DIRECTIONS FOR THIS TASK:
What lines of the data hold the string "impl"? Copy them all.

-------- INFORMATION PROVIDED --------

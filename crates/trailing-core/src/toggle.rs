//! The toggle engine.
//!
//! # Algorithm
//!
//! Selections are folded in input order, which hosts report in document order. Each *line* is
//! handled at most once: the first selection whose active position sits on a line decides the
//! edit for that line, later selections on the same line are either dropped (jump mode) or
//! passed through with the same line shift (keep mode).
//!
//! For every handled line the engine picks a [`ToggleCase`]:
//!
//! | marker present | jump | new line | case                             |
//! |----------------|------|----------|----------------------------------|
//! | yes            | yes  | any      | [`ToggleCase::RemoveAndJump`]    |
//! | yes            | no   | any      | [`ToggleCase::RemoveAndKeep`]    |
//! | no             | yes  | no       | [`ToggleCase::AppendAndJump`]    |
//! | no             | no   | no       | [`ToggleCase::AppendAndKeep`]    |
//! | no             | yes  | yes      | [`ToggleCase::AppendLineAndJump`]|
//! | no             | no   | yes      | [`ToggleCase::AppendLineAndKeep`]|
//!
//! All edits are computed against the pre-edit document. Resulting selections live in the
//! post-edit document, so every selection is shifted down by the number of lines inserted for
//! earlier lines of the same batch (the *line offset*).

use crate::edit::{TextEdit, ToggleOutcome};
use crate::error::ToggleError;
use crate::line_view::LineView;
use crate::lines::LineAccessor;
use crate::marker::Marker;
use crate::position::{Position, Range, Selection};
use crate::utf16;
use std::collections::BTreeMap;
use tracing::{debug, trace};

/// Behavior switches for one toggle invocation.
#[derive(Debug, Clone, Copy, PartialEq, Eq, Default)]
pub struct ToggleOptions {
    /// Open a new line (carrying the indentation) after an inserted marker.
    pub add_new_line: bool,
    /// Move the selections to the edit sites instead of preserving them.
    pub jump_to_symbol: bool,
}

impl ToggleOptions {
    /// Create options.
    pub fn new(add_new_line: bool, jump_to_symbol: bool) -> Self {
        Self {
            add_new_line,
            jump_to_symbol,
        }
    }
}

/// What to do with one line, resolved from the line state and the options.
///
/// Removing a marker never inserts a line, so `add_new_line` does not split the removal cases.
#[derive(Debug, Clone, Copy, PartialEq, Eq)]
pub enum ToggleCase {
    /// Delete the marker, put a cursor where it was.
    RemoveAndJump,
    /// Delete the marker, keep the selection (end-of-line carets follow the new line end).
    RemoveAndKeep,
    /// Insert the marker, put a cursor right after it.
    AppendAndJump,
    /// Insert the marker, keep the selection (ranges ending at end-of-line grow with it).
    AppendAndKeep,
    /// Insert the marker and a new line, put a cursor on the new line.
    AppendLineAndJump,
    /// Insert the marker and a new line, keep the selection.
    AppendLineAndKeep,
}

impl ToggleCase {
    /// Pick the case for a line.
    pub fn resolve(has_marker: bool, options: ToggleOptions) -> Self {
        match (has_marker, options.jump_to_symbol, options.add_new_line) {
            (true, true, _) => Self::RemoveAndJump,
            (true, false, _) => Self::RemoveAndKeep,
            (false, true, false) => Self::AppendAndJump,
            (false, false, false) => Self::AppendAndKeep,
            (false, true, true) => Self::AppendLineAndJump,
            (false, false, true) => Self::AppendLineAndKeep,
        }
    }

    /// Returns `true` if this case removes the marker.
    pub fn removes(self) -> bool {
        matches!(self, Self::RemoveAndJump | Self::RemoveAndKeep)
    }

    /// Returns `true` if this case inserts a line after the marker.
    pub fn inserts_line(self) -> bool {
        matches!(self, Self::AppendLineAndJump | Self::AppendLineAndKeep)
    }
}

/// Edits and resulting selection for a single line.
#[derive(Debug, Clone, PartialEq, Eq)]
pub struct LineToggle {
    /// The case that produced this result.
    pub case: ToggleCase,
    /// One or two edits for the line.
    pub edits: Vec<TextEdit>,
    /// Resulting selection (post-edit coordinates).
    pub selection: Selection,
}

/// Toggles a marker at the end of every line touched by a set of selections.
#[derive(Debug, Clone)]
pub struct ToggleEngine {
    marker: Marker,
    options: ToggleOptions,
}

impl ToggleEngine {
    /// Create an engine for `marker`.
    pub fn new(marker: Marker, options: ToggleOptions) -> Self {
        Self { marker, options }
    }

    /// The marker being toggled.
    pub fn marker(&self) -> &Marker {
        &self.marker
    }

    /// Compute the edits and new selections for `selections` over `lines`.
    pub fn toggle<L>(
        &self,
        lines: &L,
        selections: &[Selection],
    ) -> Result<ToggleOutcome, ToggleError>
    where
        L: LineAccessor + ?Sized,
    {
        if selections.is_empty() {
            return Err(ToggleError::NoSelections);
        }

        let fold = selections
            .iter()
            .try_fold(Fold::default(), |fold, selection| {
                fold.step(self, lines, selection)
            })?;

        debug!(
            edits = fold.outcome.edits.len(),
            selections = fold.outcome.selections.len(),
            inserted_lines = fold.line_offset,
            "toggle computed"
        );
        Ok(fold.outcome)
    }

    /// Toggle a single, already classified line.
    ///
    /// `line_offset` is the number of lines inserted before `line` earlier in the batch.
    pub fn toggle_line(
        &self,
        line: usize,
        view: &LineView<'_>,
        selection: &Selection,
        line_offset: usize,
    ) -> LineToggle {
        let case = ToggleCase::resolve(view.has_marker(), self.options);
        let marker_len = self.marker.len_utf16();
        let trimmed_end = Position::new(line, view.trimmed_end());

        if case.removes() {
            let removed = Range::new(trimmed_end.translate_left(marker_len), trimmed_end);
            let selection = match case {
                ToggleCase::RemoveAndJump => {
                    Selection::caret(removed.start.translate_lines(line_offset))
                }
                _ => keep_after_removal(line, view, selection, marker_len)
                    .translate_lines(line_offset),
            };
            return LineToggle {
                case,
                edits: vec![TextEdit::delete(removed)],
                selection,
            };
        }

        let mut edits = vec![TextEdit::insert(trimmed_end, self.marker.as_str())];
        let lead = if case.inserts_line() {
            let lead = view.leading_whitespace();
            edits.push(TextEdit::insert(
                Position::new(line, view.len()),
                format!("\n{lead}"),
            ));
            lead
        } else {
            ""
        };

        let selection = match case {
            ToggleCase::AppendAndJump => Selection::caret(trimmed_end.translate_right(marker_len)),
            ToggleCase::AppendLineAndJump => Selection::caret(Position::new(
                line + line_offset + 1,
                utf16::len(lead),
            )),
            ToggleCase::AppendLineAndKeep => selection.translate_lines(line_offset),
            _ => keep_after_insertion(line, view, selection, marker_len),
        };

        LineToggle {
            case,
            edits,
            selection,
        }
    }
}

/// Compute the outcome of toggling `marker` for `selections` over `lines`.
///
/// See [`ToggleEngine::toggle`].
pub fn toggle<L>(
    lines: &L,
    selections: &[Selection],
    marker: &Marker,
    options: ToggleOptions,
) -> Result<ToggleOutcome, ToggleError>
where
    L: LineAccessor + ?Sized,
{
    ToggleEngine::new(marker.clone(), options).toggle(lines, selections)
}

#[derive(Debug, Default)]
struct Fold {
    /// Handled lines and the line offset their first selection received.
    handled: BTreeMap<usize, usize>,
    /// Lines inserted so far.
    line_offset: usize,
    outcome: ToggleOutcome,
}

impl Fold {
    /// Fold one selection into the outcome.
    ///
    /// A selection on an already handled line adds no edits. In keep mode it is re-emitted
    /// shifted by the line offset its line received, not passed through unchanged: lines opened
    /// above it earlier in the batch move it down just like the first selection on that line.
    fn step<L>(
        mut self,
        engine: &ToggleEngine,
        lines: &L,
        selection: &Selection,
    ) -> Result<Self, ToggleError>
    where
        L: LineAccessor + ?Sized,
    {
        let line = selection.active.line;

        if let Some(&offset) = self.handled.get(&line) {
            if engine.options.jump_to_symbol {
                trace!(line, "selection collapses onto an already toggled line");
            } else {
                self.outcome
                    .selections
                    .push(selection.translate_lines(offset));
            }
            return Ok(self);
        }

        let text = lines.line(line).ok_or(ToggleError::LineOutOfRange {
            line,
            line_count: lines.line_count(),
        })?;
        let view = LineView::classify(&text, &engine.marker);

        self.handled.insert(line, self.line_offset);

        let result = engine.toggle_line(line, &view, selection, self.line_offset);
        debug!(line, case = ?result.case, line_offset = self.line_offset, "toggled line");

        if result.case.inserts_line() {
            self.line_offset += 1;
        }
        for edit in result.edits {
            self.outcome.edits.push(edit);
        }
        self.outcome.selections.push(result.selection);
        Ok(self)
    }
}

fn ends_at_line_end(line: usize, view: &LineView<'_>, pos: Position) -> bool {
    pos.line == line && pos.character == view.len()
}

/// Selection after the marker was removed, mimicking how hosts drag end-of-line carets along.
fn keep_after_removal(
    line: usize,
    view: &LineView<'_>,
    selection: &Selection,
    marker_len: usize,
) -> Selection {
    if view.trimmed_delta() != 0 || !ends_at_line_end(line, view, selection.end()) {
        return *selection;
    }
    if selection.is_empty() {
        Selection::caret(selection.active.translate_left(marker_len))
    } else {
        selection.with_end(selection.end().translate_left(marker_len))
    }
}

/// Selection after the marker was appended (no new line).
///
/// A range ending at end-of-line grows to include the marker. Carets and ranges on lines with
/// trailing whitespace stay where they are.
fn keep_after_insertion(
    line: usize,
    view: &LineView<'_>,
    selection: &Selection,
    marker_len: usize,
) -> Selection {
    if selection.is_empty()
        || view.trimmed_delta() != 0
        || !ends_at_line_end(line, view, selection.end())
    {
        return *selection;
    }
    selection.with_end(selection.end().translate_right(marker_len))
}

--------

REPLY TO THE TASK:
impl ToggleOptions {
impl ToggleCase {
impl ToggleEngine {
impl Fold {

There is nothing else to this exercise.